(DATA SECTION Opens)

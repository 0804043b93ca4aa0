//! Error types for the SMTP client.

use std::io;

use thiserror::Error;

/// Errors that can occur when talking to a relay.
#[derive(Error, Debug)]
pub enum ClientError {
    /// IO error occurred during network operations.
    #[error("IO error: {0}")]
    Io(#[from] io::Error),

    /// Failed to parse an SMTP response from the server.
    #[error("Failed to parse SMTP response: {0}")]
    ParseError(String),

    /// The server answered with a code the current step does not expect.
    #[error("Unexpected SMTP status code: {code} - {message}")]
    UnexpectedResponse { code: u16, message: String },

    /// The server returned an error status code (4xx or 5xx).
    #[error("SMTP error: {code} - {message}")]
    SmtpError { code: u16, message: String },

    /// TLS/SSL error occurred.
    #[error("TLS error: {0}")]
    TlsError(String),

    /// The message could not be rendered.
    #[error("Invalid message: {0}")]
    BuilderError(String),

    /// Connection was closed unexpectedly.
    #[error("Connection closed unexpectedly")]
    ConnectionClosed,

    /// UTF-8 decoding error.
    #[error("UTF-8 error: {0}")]
    Utf8Error(#[from] std::str::Utf8Error),
}

impl ClientError {
    /// The SMTP reply code carried by this error, if the relay sent one.
    #[must_use]
    pub const fn code(&self) -> Option<u16> {
        match self {
            Self::SmtpError { code, .. } | Self::UnexpectedResponse { code, .. } => Some(*code),
            _ => None,
        }
    }
}

/// Specialized `Result` type for SMTP client operations.
pub type Result<T> = std::result::Result<T, ClientError>;
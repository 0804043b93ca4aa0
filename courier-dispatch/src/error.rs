//! Error taxonomy for the dispatch engine.
//!
//! - [`ValidationError`]: the request is malformed; nothing was sent.
//! - [`RelayError`]: one transmission attempt failed. In individual mode these
//!   are recorded in the summary and never returned.
//! - [`DispatchError`]: what a dispatcher entry point can return.

use std::{fmt, time::Duration};

use courier_smtp::client::ClientError;
use thiserror::Error;

/// A request field that failed validation, named as it appears on the wire
/// (`recipients[3]`, `smtp.port`, `batchSize`).
#[derive(Debug, Clone, PartialEq, Eq, Error)]
#[error("{field}: {reason}")]
pub struct ValidationError {
    pub field: String,
    pub reason: String,
}

impl ValidationError {
    #[must_use]
    pub fn new(field: impl Into<String>, reason: impl Into<String>) -> Self {
        Self {
            field: field.into(),
            reason: reason.into(),
        }
    }
}

/// The step of a relay transaction an error occurred in.
#[derive(Debug, Clone, Copy, PartialEq, Eq)]
pub enum Stage {
    Connect,
    Greeting,
    Ehlo,
    StartTls,
    Auth,
    MailFrom,
    RcptTo,
    Data,
    Quit,
}

impl fmt::Display for Stage {
    fn fmt(&self, f: &mut fmt::Formatter<'_>) -> fmt::Result {
        f.write_str(match self {
            Self::Connect => "connect",
            Self::Greeting => "greeting",
            Self::Ehlo => "EHLO",
            Self::StartTls => "STARTTLS",
            Self::Auth => "AUTH",
            Self::MailFrom => "MAIL FROM",
            Self::RcptTo => "RCPT TO",
            Self::Data => "DATA",
            Self::Quit => "QUIT",
        })
    }
}

/// Why a single transmission to the relay failed.
#[derive(Debug, Clone, PartialEq, Eq, Error)]
pub enum RelayError {
    /// The relay could not be reached, refused the session or dropped it.
    #[error("Relay unavailable: {0}")]
    Unreachable(String),

    #[error("TLS negotiation failed: {0}")]
    TlsNegotiation(String),

    #[error("Authentication rejected: {0}")]
    AuthRejected(String),

    #[error("Recipient {recipient} rejected: {reason}")]
    RecipientRejected { recipient: String, reason: String },

    /// A 4xx reply after the greeting: quota, rate limit or greylisting.
    #[error("Relay is throttling: {0}")]
    Throttled(String),

    #[error("Message rejected: {0}")]
    MessageRejected(String),

    #[error("Relay timed out during {stage} after {after:?}")]
    Timeout { stage: Stage, after: Duration },

    /// The relay said something that is not SMTP.
    #[error("Protocol error: {0}")]
    Protocol(String),

    /// The envelope could not be rendered into a message.
    #[error("Invalid message: {0}")]
    InvalidMessage(String),
}

impl RelayError {
    /// Whether the same transmission might succeed if retried later.
    #[must_use]
    pub const fn is_transient(&self) -> bool {
        matches!(
            self,
            Self::Unreachable(_) | Self::Throttled(_) | Self::Timeout { .. }
        )
    }

    /// Classifies a client error using the stage it happened in.
    ///
    /// `RecipientRejected` needs the recipient and is built by the caller
    /// from a 5xx at [`Stage::RcptTo`]; here such a reply becomes
    /// `MessageRejected`.
    #[must_use]
    pub fn at(stage: Stage, error: ClientError) -> Self {
        match (stage, error) {
            (Stage::Connect | Stage::Greeting, ClientError::SmtpError { code, message }) => {
                Self::Unreachable(format!("{code} {message}"))
            }
            (Stage::StartTls, ClientError::SmtpError { code, message }) if code >= 500 => {
                Self::TlsNegotiation(format!("{code} {message}"))
            }
            (Stage::Auth, ClientError::SmtpError { code, message }) if code >= 500 => {
                Self::AuthRejected(format!("{code} {message}"))
            }
            (Stage::Auth, ClientError::UnexpectedResponse { code, message }) => {
                Self::AuthRejected(format!("{code} {message}"))
            }
            (Stage::Ehlo, ClientError::SmtpError { code, message }) if code >= 500 => {
                Self::Protocol(format!("EHLO refused: {code} {message}"))
            }
            (_, error) => error.into(),
        }
    }
}

impl From<ClientError> for RelayError {
    fn from(error: ClientError) -> Self {
        match error {
            ClientError::SmtpError { code, message } if (400..500).contains(&code) => {
                Self::Throttled(format!("{code} {message}"))
            }
            ClientError::SmtpError { code, message } => {
                Self::MessageRejected(format!("{code} {message}"))
            }
            ClientError::UnexpectedResponse { code, message } => {
                Self::Protocol(format!("Unexpected SMTP response: {code} {message}"))
            }
            ClientError::Io(e) => Self::Unreachable(e.to_string()),
            ClientError::ConnectionClosed => {
                Self::Unreachable("Connection closed unexpectedly".to_string())
            }
            ClientError::TlsError(msg) => Self::TlsNegotiation(msg),
            ClientError::ParseError(msg) => Self::Protocol(msg),
            ClientError::Utf8Error(e) => Self::Protocol(format!("UTF-8 decoding error: {e}")),
            ClientError::BuilderError(msg) => Self::InvalidMessage(msg),
        }
    }
}

/// Errors returned by the [`Dispatcher`](crate::Dispatcher) entry points.
#[derive(Debug, Error)]
pub enum DispatchError {
    /// Fatal before any transmission.
    #[error("Validation failed: {0}")]
    Validation(#[from] ValidationError),

    /// Only returned by single-message sends and connectivity checks; bulk
    /// dispatches record relay errors in their summary instead.
    #[error(transparent)]
    Relay(#[from] RelayError),

    /// The outcomes did not add up. This is a defect, not a user error.
    #[error("Internal invariant violated: {0}")]
    InvariantViolation(String),
}

#[cfg(test)]
mod tests {
    use pretty_assertions::assert_eq;

    use super::*;

    fn smtp(code: u16) -> ClientError {
        ClientError::SmtpError {
            code,
            message: "reply".to_string(),
        }
    }

    #[test]
    fn test_code_class_classification() {
        assert!(matches!(RelayError::from(smtp(451)), RelayError::Throttled(_)));
        assert!(matches!(
            RelayError::from(smtp(554)),
            RelayError::MessageRejected(_)
        ));
        assert!(matches!(
            RelayError::from(ClientError::ConnectionClosed),
            RelayError::Unreachable(_)
        ));
        assert!(matches!(
            RelayError::from(ClientError::TlsError("bad cert".to_string())),
            RelayError::TlsNegotiation(_)
        ));
        assert!(matches!(
            RelayError::from(ClientError::ParseError("junk".to_string())),
            RelayError::Protocol(_)
        ));
    }

    #[test]
    fn test_stage_aware_classification() {
        assert!(matches!(
            RelayError::at(Stage::Auth, smtp(535)),
            RelayError::AuthRejected(_)
        ));
        assert!(matches!(
            RelayError::at(Stage::Auth, smtp(454)),
            RelayError::Throttled(_)
        ));
        assert!(matches!(
            RelayError::at(Stage::Greeting, smtp(421)),
            RelayError::Unreachable(_)
        ));
        assert!(matches!(
            RelayError::at(Stage::StartTls, smtp(554)),
            RelayError::TlsNegotiation(_)
        ));
        assert!(matches!(
            RelayError::at(Stage::Data, smtp(552)),
            RelayError::MessageRejected(_)
        ));
    }

    #[test]
    fn test_transient_kinds() {
        assert!(RelayError::Throttled(String::new()).is_transient());
        assert!(
            RelayError::Timeout {
                stage: Stage::Data,
                after: Duration::from_secs(1)
            }
            .is_transient()
        );
        assert!(!RelayError::AuthRejected(String::new()).is_transient());
        assert!(
            !RelayError::RecipientRejected {
                recipient: "a@b.com".to_string(),
                reason: "550".to_string()
            }
            .is_transient()
        );
    }

    #[test]
    fn test_display() {
        assert_eq!(
            ValidationError::new("smtp.port", "must be between 1 and 65535").to_string(),
            "smtp.port: must be between 1 and 65535"
        );
        assert_eq!(
            RelayError::RecipientRejected {
                recipient: "b@x.com".to_string(),
                reason: "550 No such user".to_string()
            }
            .to_string(),
            "Recipient b@x.com rejected: 550 No such user"
        );
        assert_eq!(
            RelayError::Timeout {
                stage: Stage::MailFrom,
                after: Duration::from_secs(30)
            }
            .to_string(),
            "Relay timed out during MAIL FROM after 30s"
        );
    }
}
//! A single SMTP connection to a relay, plain or TLS.

use std::sync::Arc;

use courier_common::{incoming, outgoing, tracing};
use tokio::{
    io::{AsyncReadExt, AsyncWriteExt},
    net::TcpStream,
};
use tokio_rustls::{
    TlsConnector,
    rustls::{
        ClientConfig, DigitallySignedStruct, RootCertStore, SignatureScheme,
        client::danger::{HandshakeSignatureValid, ServerCertVerified, ServerCertVerifier},
        pki_types::{CertificateDer, ServerName, UnixTime},
    },
};

use super::{
    auth::{self, AuthMechanism},
    error::{ClientError, Result},
    response::{Capabilities, Response},
};

/// Initial size of the read buffer for SMTP responses.
const BUFFER_SIZE: usize = 8192;

/// Maximum size of the read buffer to prevent unbounded growth (1MB).
const MAX_BUFFER_SIZE: usize = 1024 * 1024;

enum ClientConnection {
    Plain(TcpStream),
    Tls(Box<tokio_rustls::client::TlsStream<TcpStream>>),
}

impl ClientConnection {
    async fn send(&mut self, data: &[u8]) -> Result<()> {
        match self {
            Self::Plain(stream) => stream.write_all(data).await?,
            Self::Tls(stream) => stream.write_all(data).await?,
        }
        Ok(())
    }

    async fn read(&mut self, buf: &mut [u8]) -> Result<usize> {
        let n = match self {
            Self::Plain(stream) => stream.read(buf).await?,
            Self::Tls(stream) => stream.read(buf).await?,
        };
        if n == 0 {
            return Err(ClientError::ConnectionClosed);
        }
        Ok(n)
    }

    async fn upgrade_to_tls(self, domain: &str, accept_invalid_certs: bool) -> Result<Self> {
        match self {
            Self::Plain(stream) => Ok(Self::Tls(Box::new(
                handshake(stream, domain, accept_invalid_certs).await?,
            ))),
            Self::Tls(_) => Err(ClientError::TlsError(
                "Connection is already TLS".to_string(),
            )),
        }
    }
}

async fn handshake(
    stream: TcpStream,
    domain: &str,
    accept_invalid_certs: bool,
) -> Result<tokio_rustls::client::TlsStream<TcpStream>> {
    let mut root_store = RootCertStore::empty();

    let certs = rustls_native_certs::load_native_certs();
    for cert in certs.certs {
        root_store
            .add(cert)
            .map_err(|e| ClientError::TlsError(format!("Failed to add certificate: {e}")))?;
    }
    if !certs.errors.is_empty() {
        tracing::warn!(?certs.errors, "Some certificates could not be loaded");
    }

    let mut config = ClientConfig::builder()
        .with_root_certificates(root_store)
        .with_no_client_auth();

    if accept_invalid_certs {
        config
            .dangerous()
            .set_certificate_verifier(Arc::new(NoVerifier));
    }

    let server_name = ServerName::try_from(domain.to_string())
        .map_err(|e| ClientError::TlsError(format!("Invalid domain: {e}")))?;

    TlsConnector::from(Arc::new(config))
        .connect(server_name, stream)
        .await
        .map_err(|e| ClientError::TlsError(e.to_string()))
}

/// Accepts any server certificate. Only installed when the operator opts in.
#[derive(Debug)]
struct NoVerifier;

impl ServerCertVerifier for NoVerifier {
    fn verify_server_cert(
        &self,
        _end_entity: &CertificateDer<'_>,
        _intermediates: &[CertificateDer<'_>],
        _server_name: &ServerName<'_>,
        _ocsp_response: &[u8],
        _now: UnixTime,
    ) -> std::result::Result<ServerCertVerified, tokio_rustls::rustls::Error> {
        Ok(ServerCertVerified::assertion())
    }

    fn verify_tls12_signature(
        &self,
        _message: &[u8],
        _cert: &CertificateDer<'_>,
        _dss: &DigitallySignedStruct,
    ) -> std::result::Result<HandshakeSignatureValid, tokio_rustls::rustls::Error> {
        Ok(HandshakeSignatureValid::assertion())
    }

    fn verify_tls13_signature(
        &self,
        _message: &[u8],
        _cert: &CertificateDer<'_>,
        _dss: &DigitallySignedStruct,
    ) -> std::result::Result<HandshakeSignatureValid, tokio_rustls::rustls::Error> {
        Ok(HandshakeSignatureValid::assertion())
    }

    fn supported_verify_schemes(&self) -> Vec<SignatureScheme> {
        vec![
            SignatureScheme::RSA_PKCS1_SHA256,
            SignatureScheme::RSA_PKCS1_SHA384,
            SignatureScheme::RSA_PSS_SHA256,
            SignatureScheme::ECDSA_NISTP256_SHA256,
            SignatureScheme::ECDSA_NISTP384_SHA384,
            SignatureScheme::ED25519,
        ]
    }
}

/// Normalises line endings to CRLF and doubles leading dots (RFC 5321 4.5.2).
fn dot_stuff(data: &str) -> String {
    let mut stuffed = String::with_capacity(data.len() + data.len() / 64 + 2);
    for line in data.lines() {
        if line.starts_with('.') {
            stuffed.push('.');
        }
        stuffed.push_str(line);
        stuffed.push_str("\r\n");
    }
    stuffed
}

/// One connection to a relay.
///
/// Each method performs a single protocol step and checks the reply code
/// that step requires; a mismatching reply is returned as an error carrying
/// the relay's code and text.
pub struct SmtpClient {
    connection: Option<ClientConnection>,
    buffer: Vec<u8>,
    buffer_pos: usize,
    server_domain: String,
    accept_invalid_certs: bool,
    capabilities: Capabilities,
}

impl SmtpClient {
    fn with_connection(connection: ClientConnection, server_domain: String) -> Self {
        Self {
            connection: Some(connection),
            buffer: vec![0u8; BUFFER_SIZE],
            buffer_pos: 0,
            server_domain,
            accept_invalid_certs: false,
            capabilities: Capabilities::default(),
        }
    }

    /// Opens a plain TCP connection. `server_domain` is the name the
    /// certificate is checked against should the session later STARTTLS.
    pub async fn connect(addr: &str, server_domain: impl Into<String>) -> Result<Self> {
        let stream = TcpStream::connect(addr).await?;
        Ok(Self::with_connection(
            ClientConnection::Plain(stream),
            server_domain.into(),
        ))
    }

    /// Opens a connection and performs the TLS handshake immediately (SMTPS).
    pub async fn connect_tls(
        addr: &str,
        server_domain: impl Into<String>,
        accept_invalid_certs: bool,
    ) -> Result<Self> {
        let server_domain = server_domain.into();
        let stream = TcpStream::connect(addr).await?;
        let tls = handshake(stream, &server_domain, accept_invalid_certs).await?;

        Ok(Self::with_connection(
            ClientConnection::Tls(Box::new(tls)),
            server_domain,
        )
        .accept_invalid_certs(accept_invalid_certs))
    }

    /// Whether certificate validation is skipped on STARTTLS.
    #[must_use]
    pub const fn accept_invalid_certs(mut self, accept: bool) -> Self {
        self.accept_invalid_certs = accept;
        self
    }

    /// What the relay advertised in its most recent EHLO reply.
    #[must_use]
    pub const fn capabilities(&self) -> &Capabilities {
        &self.capabilities
    }

    /// Reads the `220` greeting.
    pub async fn read_greeting(&mut self) -> Result<Response> {
        self.read_response().await?.expect_code(220)
    }

    async fn write_line(&mut self, line: &str) -> Result<()> {
        self.connection
            .as_mut()
            .ok_or(ClientError::ConnectionClosed)?
            .send(format!("{line}\r\n").as_bytes())
            .await
    }

    /// Sends a command without waiting for the reply.
    pub async fn send_command(&mut self, command: &str) -> Result<()> {
        outgoing!("{command}");
        self.write_line(command).await
    }

    /// Sends a command and reads the reply, whatever its code.
    pub async fn command(&mut self, command: &str) -> Result<Response> {
        self.send_command(command).await?;
        self.read_response().await
    }

    /// Like [`SmtpClient::command`], but logs `redacted` in place of the line.
    async fn secret_command(&mut self, line: &str, redacted: &str) -> Result<Response> {
        outgoing!("{redacted}");
        self.write_line(line).await?;
        self.read_response().await
    }

    /// Sends EHLO and records the advertised capabilities.
    pub async fn ehlo(&mut self, domain: &str) -> Result<Response> {
        let response = self
            .command(&format!("EHLO {domain}"))
            .await?
            .expect_code(250)?;
        self.capabilities = Capabilities::from_ehlo(&response);
        Ok(response)
    }

    /// Sends STARTTLS and, on `220`, upgrades the connection.
    ///
    /// Capabilities are cleared; the caller must EHLO again (RFC 3207).
    pub async fn starttls(&mut self) -> Result<Response> {
        let response = self.command("STARTTLS").await?.expect_code(220)?;

        let connection = self.connection.take().ok_or(ClientError::ConnectionClosed)?;
        self.connection = Some(
            connection
                .upgrade_to_tls(&self.server_domain, self.accept_invalid_certs)
                .await?,
        );
        self.buffer_pos = 0;
        self.capabilities = Capabilities::default();

        Ok(response)
    }

    /// Authenticates with `mechanism`. The secret never reaches the log.
    pub async fn authenticate(
        &mut self,
        mechanism: AuthMechanism,
        principal: &str,
        secret: &str,
    ) -> Result<Response> {
        match mechanism {
            AuthMechanism::Plain => {
                let payload = auth::plain_initial_response(principal, secret);
                self.secret_command(&format!("AUTH PLAIN {payload}"), "AUTH PLAIN ***")
                    .await?
                    .expect_code(235)
            }
            AuthMechanism::Login => {
                self.command("AUTH LOGIN").await?.expect_code(334)?;
                self.secret_command(&auth::login_response(principal), "***")
                    .await?
                    .expect_code(334)?;
                self.secret_command(&auth::login_response(secret), "***")
                    .await?
                    .expect_code(235)
            }
        }
    }

    pub async fn mail_from(&mut self, from: &str) -> Result<Response> {
        self.command(&format!("MAIL FROM:<{from}>"))
            .await?
            .expect_success()
    }

    pub async fn rcpt_to(&mut self, to: &str) -> Result<Response> {
        self.command(&format!("RCPT TO:<{to}>"))
            .await?
            .expect_success()
    }

    /// Sends DATA and expects `354`.
    pub async fn data(&mut self) -> Result<Response> {
        self.command("DATA").await?.expect_code(354)
    }

    /// Writes the dot-stuffed message followed by the end-of-data marker and
    /// returns the relay's acceptance reply.
    pub async fn send_data(&mut self, message: &str) -> Result<Response> {
        let stuffed = dot_stuff(message);
        outgoing!("<{} bytes of message data>", stuffed.len());

        let connection = self
            .connection
            .as_mut()
            .ok_or(ClientError::ConnectionClosed)?;
        connection.send(stuffed.as_bytes()).await?;
        connection.send(b".\r\n").await?;

        self.read_response().await?.expect_success()
    }

    pub async fn quit(&mut self) -> Result<Response> {
        self.command("QUIT").await?.expect_code(221)
    }

    async fn read_response(&mut self) -> Result<Response> {
        loop {
            if let Some((response, consumed)) =
                Response::parse_response(&self.buffer[..self.buffer_pos])?
            {
                self.buffer.copy_within(consumed..self.buffer_pos, 0);
                self.buffer_pos -= consumed;

                incoming!("{} {}", response.code, response.message());
                return Ok(response);
            }

            if self.buffer_pos >= self.buffer.len() {
                let new_size = self.buffer.len() * 2;
                if new_size > MAX_BUFFER_SIZE {
                    return Err(ClientError::ParseError(format!(
                        "Response too large (exceeds {MAX_BUFFER_SIZE} bytes)"
                    )));
                }
                self.buffer.resize(new_size, 0);
            }

            let connection = self
                .connection
                .as_mut()
                .ok_or(ClientError::ConnectionClosed)?;
            let n = connection.read(&mut self.buffer[self.buffer_pos..]).await?;
            self.buffer_pos += n;
        }
    }
}

#[cfg(test)]
mod tests {
    use pretty_assertions::assert_eq;

    use super::*;

    #[test]
    fn test_dot_stuff_doubles_leading_dots() {
        assert_eq!(
            dot_stuff("Hello\n.hidden\n..two\nend"),
            "Hello\r\n..hidden\r\n...two\r\nend\r\n"
        );
    }

    #[test]
    fn test_dot_stuff_normalises_line_endings() {
        assert_eq!(dot_stuff("a\r\nb\nc\r\n"), "a\r\nb\r\nc\r\n");
        assert_eq!(dot_stuff(""), "");
    }

    #[test]
    fn test_lone_dot_line_cannot_end_data_early() {
        let stuffed = dot_stuff("before\n.\nafter");
        assert!(!stuffed.contains("\r\n.\r\n"));
        assert_eq!(stuffed, "before\r\n..\r\nafter\r\n");
    }
}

(DATA SECTION Closes)

BRIEF: When the line with "ClientConnection, server_domain: String)" is reached in the data above, start copying there, and copy each line exactly until the line with "the name the" has been copied; copy nothing else.

COMPLETED TASK:
    fn with_connection(connection: ClientConnection, server_domain: String) -> Self {
        Self {
            connection: Some(connection),
            buffer: vec![0u8; BUFFER_SIZE],
            buffer_pos: 0,
            server_domain,
            accept_invalid_certs: false,
            capabilities: Capabilities::default(),
        }
    }

    /// Opens a plain TCP connection. `server_domain` is the name the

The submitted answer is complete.